• WHAT YOU WILL DO: Go through the entries below and copy each line containing the word "payload".
START MATERIAL PROVIDED
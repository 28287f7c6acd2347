use adsquery::cli::{self, CliError};
use adsquery::dump;
use clap::{Parser as ClapParser, Subcommand};
use simplelog::{ColorChoice, Config, LevelFilter, TermLogger, TerminalMode};

#[derive(ClapParser)]
#[command(name = "adsq")]
#[command(about = "adsq - Inspect and validate boolean ad-targeting query trees")]
#[command(version)]
struct Cli {
    /// Verbosity (-v info, -vv debug, -vvv trace)
    #[arg(short = 'v', action = clap::ArgAction::Count, global = true)]
    verbose: u8,

    #[command(subcommand)]
    command: Commands,
}

#[derive(Subcommand)]
enum Commands {
    /// Build the sample targeting tree, walk it, and run validation
    Demo {
        /// Emit JSON instead of text
        #[arg(long)]
        json: bool,
    },

    /// List documentation categories
    Docs,

    /// Show documentation for a specific category
    Doc {
        /// Category name (use 'adsq docs' to list categories)
        category: String,
    },
}

fn main() {
    let cli = Cli::parse();
    init_logger(cli.verbose);

    let result = match cli.command {
        Commands::Demo { json } => run_demo(json),
        Commands::Docs => {
            print!("{}", cli::get_docs_overview());
            Ok(())
        }
        Commands::Doc { category } => match cli::get_doc_category(&category) {
            Ok(content) => {
                print!("{}", content);
                Ok(())
            }
            Err(e) => Err(e),
        },
    };

    if let Err(e) = result {
        eprintln!("{}", e);
        std::process::exit(1);
    }
}

fn init_logger(verbose: u8) {
    let level = match verbose {
        0 => LevelFilter::Warn,
        1 => LevelFilter::Info,
        2 => LevelFilter::Debug,
        _ => LevelFilter::Trace,
    };
    TermLogger::init(
        level,
        Config::default(),
        TerminalMode::Stderr,
        ColorChoice::Auto,
    )
    .expect("logger");
}

fn run_demo(json: bool) -> Result<(), CliError> {
    let result = cli::execute_demo();

    if json {
        let payload = serde_json::json!({
            "tree": dump::to_json(&result.lines),
            "errors": result.errors.iter().map(|e| e.to_string()).collect::<Vec<_>>(),
        });
        let text = if atty::is(atty::Stream::Stdout) {
            serde_json::to_string_pretty(&payload)
        } else {
            serde_json::to_string(&payload)
        }
        .unwrap();
        println!("{}", text);
    } else {
        println!("{}", dump::render(&result.lines));
        println!("------------");
        for error in &result.errors {
            println!("{}", error);
        }
    }
    Ok(())
}
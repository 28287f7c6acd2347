use std::fmt;

/// A literal payload carried by a query tree node.
///
/// Every node in a targeting expression carries one value: an operator
/// keyword (`"AND"`, `"NOT"`, `"<="`), a segment or property name
/// (`"female"`, `"age"`), or a literal the expression compares against.
/// The set of kinds is closed so that passes inspecting values can match
/// exhaustively.
///
/// # Examples
///
/// ```
/// use adsquery::Value;
///
/// let op = Value::String("AND".to_string());
/// let threshold = Value::Integer(18);
///
/// assert_eq!(op.as_str(), Some("AND"));
/// assert!(Value::Null.is_null());
/// assert_eq!(threshold.to_string(), "18");
/// ```
#[derive(Debug, Clone, Default, PartialEq)]
pub enum Value {
    /// No value assigned yet.
    ///
    /// Freshly constructed nodes hold `Null` until `set_value` is called.
    #[default]
    Null,

    /// Boolean literal (true/false)
    Boolean(bool),

    /// Integer literal (preserved separately from floats)
    Integer(i64),

    /// Floating-point literal
    Float(f64),

    /// String token: operator keyword, segment name, or property name
    String(String),
}

impl Value {
    /// Returns the string token if this value is a string.
    pub fn as_str(&self) -> Option<&str> {
        match self {
            Value::String(s) => Some(s),
            _ => None,
        }
    }

    /// Returns the boolean if this value is a boolean.
    pub fn as_bool(&self) -> Option<bool> {
        match self {
            Value::Boolean(b) => Some(*b),
            _ => None,
        }
    }

    /// True if no value has been assigned.
    pub fn is_null(&self) -> bool {
        matches!(self, Value::Null)
    }
}

impl fmt::Display for Value {
    fn fmt(&self, f: &mut fmt::Formatter<'_>) -> fmt::Result {
        match self {
            Value::Null => write!(f, "null"),
            Value::Boolean(b) => write!(f, "{}", b),
            Value::Integer(n) => write!(f, "{}", n),
            Value::Float(n) => write!(f, "{}", n),
            Value::String(s) => write!(f, "{}", s),
        }
    }
}

impl From<&str> for Value {
    fn from(s: &str) -> Self {
        Value::String(s.to_string())
    }
}

impl From<String> for Value {
    fn from(s: String) -> Self {
        Value::String(s)
    }
}

impl From<i64> for Value {
    fn from(n: i64) -> Self {
        Value::Integer(n)
    }
}

impl From<f64> for Value {
    fn from(n: f64) -> Self {
        Value::Float(n)
    }
}

impl From<bool> for Value {
    fn from(b: bool) -> Self {
        Value::Boolean(b)
    }
}
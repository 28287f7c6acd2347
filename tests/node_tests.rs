// tests/node_tests.rs

use std::rc::Rc;

use adsquery::ast::{Node, NodeKind, NodeRef, Operator};
use adsquery::value::Value;

// Helper functions to build nodes for testing
fn value_node(token: &str) -> NodeRef {
    let node = Node::new_value();
    node.borrow_mut().set_value(token.into());
    node
}

fn unary_node(token: &str) -> NodeRef {
    let node = Node::new_unary();
    node.borrow_mut().set_value(token.into());
    node
}

fn binary_node(token: &str) -> NodeRef {
    let node = Node::new_binary();
    node.borrow_mut().set_value(token.into());
    node
}

// ============================================================================
// Arity
// ============================================================================

#[test]
fn test_value_node_has_no_children() {
    let node = value_node("female");
    assert!(node.borrow().children().is_empty());
}

#[test]
fn test_value_node_ignores_set_children() {
    let node = value_node("female");
    let orphan = value_node("asian");

    node.borrow_mut().set_children(&[orphan]);
    assert!(node.borrow().children().is_empty());
}

#[test]
fn test_unary_node_keeps_only_first_child() {
    let node = unary_node("NOT");
    let first = value_node("a");
    let second = value_node("b");
    let third = value_node("c");

    node.borrow_mut().set_children(&[first.clone(), second, third]);

    let children = node.borrow().children();
    assert_eq!(children.len(), 1);
    assert!(Rc::ptr_eq(&children[0], &first));
}

#[test]
fn test_binary_node_keeps_only_first_two_children() {
    let node = binary_node("AND");
    let first = value_node("a");
    let second = value_node("b");
    let third = value_node("c");

    node.borrow_mut()
        .set_children(&[first.clone(), second.clone(), third]);

    let children = node.borrow().children();
    assert_eq!(children.len(), 2);
    assert!(Rc::ptr_eq(&children[0], &first));
    assert!(Rc::ptr_eq(&children[1], &second));
}

#[test]
fn test_children_never_exceed_populated_slots() {
    // Freshly constructed operator nodes have slots but no children yet.
    assert!(Node::new_unary().borrow().children().is_empty());
    assert!(Node::new_binary().borrow().children().is_empty());
}

#[test]
fn test_kind_arity() {
    assert_eq!(NodeKind::Value.arity(), 0);
    assert_eq!(NodeKind::Unary.arity(), 1);
    assert_eq!(NodeKind::Binary.arity(), 2);

    assert_eq!(Node::new_value().borrow().kind(), NodeKind::Value);
    assert_eq!(Node::new_unary().borrow().kind(), NodeKind::Unary);
    assert_eq!(Node::new_binary().borrow().kind(), NodeKind::Binary);
}

// ============================================================================
// Positional fill
// ============================================================================

#[test]
fn test_binary_partial_fill_reports_one_child() {
    let node = binary_node("AND");
    let left = value_node("female");

    node.borrow_mut().set_children(&[left.clone()]);

    let children = node.borrow().children();
    assert_eq!(children.len(), 1);
    assert!(Rc::ptr_eq(&children[0], &left));
}

#[test]
fn test_binary_second_fill_overwrites_positionally() {
    let node = binary_node("AND");
    let old_left = value_node("female");
    node.borrow_mut().set_children(&[old_left]);

    let new_left = value_node("asian");
    let new_right = value_node("vietnamese");
    node.borrow_mut()
        .set_children(&[new_left.clone(), new_right.clone()]);

    let children = node.borrow().children();
    assert_eq!(children.len(), 2);
    assert!(Rc::ptr_eq(&children[0], &new_left));
    assert!(Rc::ptr_eq(&children[1], &new_right));
}

#[test]
fn test_fewer_arguments_leave_slots_untouched() {
    let node = binary_node("AND");
    let left = value_node("a");
    let right = value_node("b");
    node.borrow_mut().set_children(&[left, right.clone()]);

    // A later one-argument call replaces left but must not clear right.
    let replacement = value_node("c");
    node.borrow_mut().set_children(&[replacement.clone()]);

    let children = node.borrow().children();
    assert_eq!(children.len(), 2);
    assert!(Rc::ptr_eq(&children[0], &replacement));
    assert!(Rc::ptr_eq(&children[1], &right));
}

#[test]
fn test_empty_fill_is_a_no_op() {
    let node = unary_node("NOT");
    let child = value_node("vietnamese");
    node.borrow_mut().set_children(&[child.clone()]);

    node.borrow_mut().set_children(&[]);

    let children = node.borrow().children();
    assert_eq!(children.len(), 1);
    assert!(Rc::ptr_eq(&children[0], &child));
}

#[test]
fn test_right_only_binary_reports_one_child() {
    // Addressing a single slot goes through the public field.
    let node = binary_node("OR");
    let right = value_node("vietnamese");

    if let Node::Binary(b) = &mut *node.borrow_mut() {
        b.right = Some(right.clone());
    }

    // The missing left side is omitted, not reported as a placeholder.
    let children = node.borrow().children();
    assert_eq!(children.len(), 1);
    assert!(Rc::ptr_eq(&children[0], &right));
}

// ============================================================================
// Values and metadata
// ============================================================================

#[test]
fn test_fresh_node_has_null_value() {
    assert!(Node::new_binary().borrow().value().is_null());
}

#[test]
fn test_set_value_idempotence() {
    let node = value_node("female");
    node.borrow_mut().set_value("female".into());
    assert_eq!(node.borrow().value().as_str(), Some("female"));
}

#[test]
fn test_set_value_latest_wins() {
    let node = value_node("female");
    node.borrow_mut().set_value("male".into());
    node.borrow_mut().set_value(Value::Integer(18));
    assert_eq!(*node.borrow().value(), Value::Integer(18));
}

#[test]
fn test_metadata_flags_are_independent() {
    let node = value_node("age");

    node.borrow_mut().metadata_mut().property = true;
    assert!(node.borrow().metadata().property);
    assert!(!node.borrow().metadata().segment);

    // Non-exclusive: both flags may be set.
    node.borrow_mut().metadata_mut().segment = true;
    assert!(node.borrow().metadata().property);
    assert!(node.borrow().metadata().segment);
}

// ============================================================================
// Parent linkage
// ============================================================================

#[test]
fn test_set_parent_does_not_touch_parents_children() {
    let parent = binary_node("AND");
    let child = value_node("female");

    child.borrow_mut().set_parent(&parent);

    // The relation is one-sided until set_children is called on the parent.
    assert!(parent.borrow().children().is_empty());

    parent.borrow_mut().set_children(&[child.clone()]);
    assert_eq!(parent.borrow().children().len(), 1);
    assert!(Rc::ptr_eq(&child.borrow().parent().unwrap(), &parent));
}

#[test]
fn test_set_children_does_not_touch_childrens_parents() {
    let parent = binary_node("AND");
    let child = value_node("female");

    parent.borrow_mut().set_children(&[child.clone()]);
    assert!(child.borrow().parent().is_none());
}

#[test]
fn test_parent_is_unset_on_fresh_nodes() {
    assert!(Node::new_value().borrow().parent().is_none());
}

#[test]
fn test_parent_reference_does_not_keep_parent_alive() {
    let child = value_node("female");
    {
        let parent = binary_node("AND");
        child.borrow_mut().set_parent(&parent);
        assert!(child.borrow().parent().is_some());
    }
    // Back-references are weak: dropping the owning handle frees the
    // parent even though the child still points at it.
    assert!(child.borrow().parent().is_none());
}

#[test]
fn test_children_outlive_dropped_parent() {
    let child = value_node("female");
    {
        let parent = binary_node("AND");
        parent.borrow_mut().set_children(&[child.clone()]);
        child.borrow_mut().set_parent(&parent);
    }
    assert_eq!(child.borrow().value().as_str(), Some("female"));
}

// ============================================================================
// Operators
// ============================================================================

#[test]
fn test_operator_symbols_round_trip() {
    let ops = [
        Operator::Not,
        Operator::And,
        Operator::Or,
        Operator::LessThan,
        Operator::LessEqual,
        Operator::GreaterThan,
        Operator::GreaterEqual,
        Operator::Equal,
        Operator::NotEqual,
    ];

    for op in ops {
        assert_eq!(Operator::from_symbol(op.symbol()), Some(op));
    }
}

#[test]
fn test_operator_lookup_is_case_insensitive() {
    assert_eq!(Operator::from_symbol("AND"), Some(Operator::And));
    assert_eq!(Operator::from_symbol("Not"), Some(Operator::Not));
    assert_eq!(Operator::from_symbol("or"), Some(Operator::Or));
}

#[test]
fn test_operator_lookup_rejects_non_operators() {
    assert_eq!(Operator::from_symbol("female"), None);
    assert_eq!(Operator::from_symbol(""), None);
    assert_eq!(Operator::from_symbol("=="), None);
}

#[test]
fn test_operator_classification() {
    assert!(Operator::And.is_logical());
    assert!(!Operator::And.is_comparison());
    assert!(Operator::LessEqual.is_comparison());
    assert!(!Operator::LessEqual.is_logical());
}

#[test]
fn test_operator_arity_matches_node_variant() {
    assert_eq!(Operator::Not.arity(), 1);
    assert_eq!(Operator::And.arity(), 2);
    assert_eq!(Operator::NotEqual.arity(), 2);
}
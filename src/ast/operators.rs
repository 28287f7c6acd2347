/// Operators recognized in targeting query expressions.
///
/// Node values remain plain string tokens; this enum is the canonical
/// vocabulary for collaborators that build or inspect trees, not a
/// structural constraint enforced by the node model.
#[derive(Debug, Clone, Copy, PartialEq, Eq)]
pub enum Operator {
    // Logical
    /// Negation (`not`) - the one single-operand operator
    Not,
    /// Conjunction (`and`)
    And,
    /// Disjunction (`or`)
    Or,

    // Comparison
    /// Less than (`<`)
    LessThan,
    /// Less than or equal (`<=`)
    LessEqual,
    /// Greater than (`>`)
    GreaterThan,
    /// Greater than or equal (`>=`)
    GreaterEqual,
    /// Equal (`=`)
    Equal,
    /// Not equal (`<>`)
    NotEqual,
}

impl Operator {
    /// The canonical token for this operator.
    pub fn symbol(&self) -> &'static str {
        match self {
            Operator::Not => "not",
            Operator::And => "and",
            Operator::Or => "or",
            Operator::LessThan => "<",
            Operator::LessEqual => "<=",
            Operator::GreaterThan => ">",
            Operator::GreaterEqual => ">=",
            Operator::Equal => "=",
            Operator::NotEqual => "<>",
        }
    }

    /// Looks up an operator from its token, case-insensitively.
    ///
    /// Tree builders conventionally use uppercase keywords (`"AND"`,
    /// `"NOT"`) as node values; both cases resolve here.
    ///
    /// # Examples
    ///
    /// ```
    /// use adsquery::ast::Operator;
    ///
    /// assert_eq!(Operator::from_symbol("AND"), Some(Operator::And));
    /// assert_eq!(Operator::from_symbol("<="), Some(Operator::LessEqual));
    /// assert_eq!(Operator::from_symbol("female"), None);
    /// ```
    pub fn from_symbol(token: &str) -> Option<Self> {
        let op = match token.to_ascii_lowercase().as_str() {
            "not" => Operator::Not,
            "and" => Operator::And,
            "or" => Operator::Or,
            "<" => Operator::LessThan,
            "<=" => Operator::LessEqual,
            ">" => Operator::GreaterThan,
            ">=" => Operator::GreaterEqual,
            "=" => Operator::Equal,
            "<>" => Operator::NotEqual,
            _ => return None,
        };
        Some(op)
    }

    /// True for `not`, `and`, and `or`.
    pub fn is_logical(&self) -> bool {
        matches!(self, Operator::Not | Operator::And | Operator::Or)
    }

    /// True for the six comparison operators.
    pub fn is_comparison(&self) -> bool {
        !self.is_logical()
    }

    /// How many operands this operator takes: 1 for `not`, 2 for the rest.
    ///
    /// Matches the node variant that carries the operator: `not` belongs on
    /// a `UnaryNode`, everything else on a `BinaryNode`.
    pub fn arity(&self) -> usize {
        match self {
            Operator::Not => 1,
            _ => 2,
        }
    }
}
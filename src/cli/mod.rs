//! CLI support for adsquery
//!
//! Provides programmatic access to the `adsq` commands for embedding in
//! other tools and for integration tests.

mod demo;
mod docs;

pub use demo::{DemoResult, execute_demo};
pub use docs::{DocCategory, get_doc_category, get_docs_overview};

use std::io;

/// Errors that can occur during CLI operations
#[derive(Debug)]
pub enum CliError {
    /// IO error
    Io(io::Error),
    /// Unknown documentation category
    UnknownCategory(String),
}

impl std::fmt::Display for CliError {
    fn fmt(&self, f: &mut std::fmt::Formatter<'_>) -> std::fmt::Result {
        match self {
            CliError::Io(e) => write!(f, "IO error: {}", e),
            CliError::UnknownCategory(c) => {
                write!(
                    f,
                    "Unknown category: '{}'\nRun 'adsq docs' to see available categories.",
                    c
                )
            }
        }
    }
}

impl std::error::Error for CliError {
    fn source(&self) -> Option<&(dyn std::error::Error + 'static)> {
        match self {
            CliError::Io(e) => Some(e),
            _ => None,
        }
    }
}

impl From<io::Error> for CliError {
    fn from(e: io::Error) -> Self {
        CliError::Io(e)
    }
}
//! Documentation content for the adsq CLI

use super::CliError;

/// Available documentation categories
#[derive(Debug, Clone, Copy, PartialEq, Eq)]
pub enum DocCategory {
    Nodes,
    Operators,
    Visitors,
}

impl DocCategory {
    /// Parse category name from string
    pub fn from_str(s: &str) -> Option<Self> {
        match s.to_lowercase().replace('-', "_").as_str() {
            "nodes" | "node" | "tree" => Some(Self::Nodes),
            "operators" | "ops" => Some(Self::Operators),
            "visitors" | "visitor" | "passes" => Some(Self::Visitors),
            _ => None,
        }
    }
}

/// Get the docs overview (category listing)
pub fn get_docs_overview() -> &'static str {
    r#"ADSQUERY DOCUMENTATION

adsquery represents boolean ad-targeting expressions - combinations of
audience segments and user properties - as a tree of typed nodes, and lets
semantic passes walk that tree through a visitor protocol.

DOCUMENTATION CATEGORIES

  nodes             The three node variants, arity rules, and tree linkage
  operators         Logical and comparison operators and their tokens
  visitors          The traversal contract for semantic passes

QUICK REFERENCE

  ValueNode         Terminal: segment name, property name, or literal
  UnaryNode         One operand (not)
  BinaryNode        Two ordered operands (and, or, < <= > >= = <>)
  accept(visitor)   Pre-order double-dispatch walk
  dump(root, 0)     Structural walk producing (value, depth) lines

Use 'adsq doc <category>' for details, 'adsq demo' for a worked example.
"#
}

/// Get documentation content for a category
pub fn get_doc_category(name: &str) -> Result<&'static str, CliError> {
    let category =
        DocCategory::from_str(name).ok_or_else(|| CliError::UnknownCategory(name.to_string()))?;

    Ok(match category {
        DocCategory::Nodes => DOC_NODES,
        DocCategory::Operators => DOC_OPERATORS,
        DocCategory::Visitors => DOC_VISITORS,
    })
}

const DOC_NODES: &str = r#"NODES

A targeting expression is a tree of three node kinds:

  ValueNode         arity 0. A terminal: "female", "age", 18.
  UnaryNode         arity 1. Carries "NOT" and one operand.
  BinaryNode        arity 2. Carries "AND", "OR", or a comparison, with
                    ordered left and right operands.

All kinds share the same capability set: a value, metadata flags
(segment/property), a parent back-reference, child slots up to the arity,
and accept(visitor).

LINKAGE

Parents own children; the child's parent pointer is a weak back-reference.
The two relations are set independently: set_parent never touches the
parent's child slots, and set_children never touches the children's parent
pointers. Builders assign both sides.

set_children fills slots positionally - first argument to the first slot,
second to the second. Extra arguments are ignored; missing arguments leave
slots as they were. Partially filled operator nodes are valid intermediate
states, not errors.
"#;

const DOC_OPERATORS: &str = r#"OPERATORS

Logical:

  not               Single operand (UnaryNode)
  and               Two operands (BinaryNode)
  or                Two operands (BinaryNode)

Comparison (all two operands, order significant):

  <                 Less than
  <=                Less than or equal
  >                 Greater than
  >=                Greater than or equal
  =                 Equal
  <>                Not equal

Tokens are matched case-insensitively; tree builders conventionally use
uppercase keywords ("AND", "NOT") as node values.
"#;

const DOC_VISITORS: &str = r#"VISITORS

A semantic pass implements the Visitor trait - one reaction method per
node variant plus a reserved generic hook - and calls accept on the tree's
root. The tree drives the walk:

  1. The node invokes the visitor method matching its own variant.
  2. The node recurses into its populated children, left before right.

The walk is pre-order and visits every reachable node exactly once. A
visitor cannot reorder the walk or cut it short; a pass that wants to stop
reacting keeps its own flag and ignores the remaining calls.

Failures are data, not exceptions: the bundled ValidationVisitor collects
one error record per finding across the whole walk rather than aborting at
the first.
"#;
END MATERIAL PROVIDED
• SOLUTION TO THIS TASK:
        let payload = serde_json::json!({
            serde_json::to_string_pretty(&payload)
            serde_json::to_string(&payload)
/// A literal payload carried by a query tree node.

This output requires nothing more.